Em dez anos, aumentou em mais de 8% o número de mulheres que usa métodos para prevenir a gravidez. Em alternativa à pílula, as portuguesas optam pela utilização do preservativo (14,3%), do DIU (11,8%) e, em menor expressão, do implante hormonal (5,4%). Segundo o estudo da Sociedade Portuguesa de Ginecologia e Sociedade Portuguesa de Contracepção, as mais jovens têm mais propensão para o uso do preservativo e o grupo dos 40 aos 49 anos afirmou-se pela utilização do DIU.

Efeitos secundários

Tanto o SIU como o implante hormonal têm efeitos secundários frequentes. Sintomas como dores de cabeça, dores abdominais e pélvicas, acne, alterações menstruais, aparecimento de quisto ovárico e inflamações afectam uma em cada dez mulheres, segundo os dados da campanha. Os benefícios podem, no entanto, compensar a preferência por estes métodos, consideram os seus promotores. E há um outro alerta: nenhum dos três métodos de longa duração protege contra a infecção do VIH/sida ou outras doenças sexualmente transmissíveis (DST).

A colocação e a remoção destes métodos devem ser feitas por um médico especializado — ginecologista ou médico de família.
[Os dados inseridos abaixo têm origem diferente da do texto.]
//! Domain error model.

use thiserror::Error;

/// Result type used by the directory and other pure domain code.
pub type DomainResult<T> = Result<T, DomainError>;

/// Domain-level error.
///
/// Deterministic business failures only (validation, missing records,
/// conflicts). Session and transport failures have their own types in
/// `ums-auth`.
#[derive(Debug, Error, Clone, PartialEq, Eq)]
pub enum DomainError {
    /// A value failed validation (e.g. malformed input).
    #[error("validation failed: {0}")]
    Validation(String),

    /// An identifier was invalid (e.g. parse failure).
    #[error("invalid identifier: {0}")]
    InvalidId(String),

    /// The requested record does not exist in the caller's tenant.
    #[error("{0} not found")]
    NotFound(&'static str),

    /// A conflict occurred (e.g. duplicate name within a tenant).
    #[error("conflict: {0}")]
    Conflict(String),
}

impl DomainError {
    pub fn validation(msg: impl Into<String>) -> Self {
        Self::Validation(msg.into())
    }

    pub fn invalid_id(msg: impl Into<String>) -> Self {
        Self::InvalidId(msg.into())
    }

    pub fn conflict(msg: impl Into<String>) -> Self {
        Self::Conflict(msg.into())
    }

    pub fn not_found(kind: &'static str) -> Self {
        Self::NotFound(kind)
    }
}

#[cfg(test)]
mod tests {
    use super::*;

    #[test]
    fn not_found_names_the_record_kind() {
        assert_eq!(DomainError::not_found("User").to_string(), "User not found");
    }

    #[test]
    fn validation_message_is_prefixed() {
        let err = DomainError::validation("name cannot be empty");
        assert_eq!(err.to_string(), "validation failed: name cannot be empty");
    }
}
use serde::{Deserialize, Serialize};

use ums_core::{OrganizationId, TenantId, UserId};

use crate::LoginData;

/// Snapshot of the login response kept alongside the tokens.
#[derive(Debug, Clone, PartialEq, Eq, Serialize, Deserialize)]
pub struct UserProfile {
    pub user_id: UserId,
    pub name: String,
    pub email: String,
    pub tenant_id: TenantId,
    pub organization_id: OrganizationId,
    pub region_endpoint: String,
}

impl From<&LoginData> for UserProfile {
    fn from(data: &LoginData) -> Self {
        Self {
            user_id: data.user_id,
            name: data.name.clone(),
            email: data.email.clone(),
            tenant_id: data.tenant_id,
            organization_id: data.organization_id,
            region_endpoint: data.region_endpoint.clone(),
        }
    }
}
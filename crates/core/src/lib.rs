//! `ums-core`: shared building blocks for the user-management console.
//!
//! Identifiers, the domain error model, the clock abstraction and the email
//! syntax check. No IO.

pub mod clock;
pub mod email;
pub mod entity;
pub mod error;
pub mod id;

pub use clock::{Clock, ManualClock, SystemClock};
pub use email::is_valid_email;
pub use entity::{Entity, TenantScoped};
pub use error::{DomainError, DomainResult};
pub use id::{
    LegalEntityId, OrganizationId, PrivilegeId, RoleId, TenantId, UserId,
};
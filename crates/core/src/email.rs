//! Email address syntax check shared by login and the directory.

use std::sync::LazyLock;

use regex::Regex;

static EMAIL_PATTERN: LazyLock<Regex> = LazyLock::new(|| {
    Regex::new(r"(?i)^[A-Z0-9._%+-]+@[A-Z0-9.-]+\.[A-Z]{2,}$").expect("email pattern compiles")
});

/// Local part, `@`, and a domain ending in a TLD of two or more letters.
pub fn is_valid_email(email: &str) -> bool {
    EMAIL_PATTERN.is_match(email)
}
Fernando Cirurgião garante que a intervenção pode ser feita num centro de saúde e que estas entidades estão preparadas para a pequena intervenção.

Num período de dez anos, foi evidente para os investigadores a melhoria do acesso aos métodos de contracepção, com a legalização da venda de contracepção de emergência fora das farmácias (2005) e a democratização do acesso à informação com o ensino da educação sexual nas escolas de ensino básico e secundário (a partir de 2010). O grande passo foi, no entanto, dado pela despenalização da interrupção voluntária da gravidez, em 2007, que contribuiu para um maior conhecimento da população sobre as medidas contraceptivas a adoptar. As consultas de planeamento familiar entraram nos centro de saúde e nos hospitais, o que permitiu enraizar uma “noção de aconselhamento” entre as famílias e os adolescentes.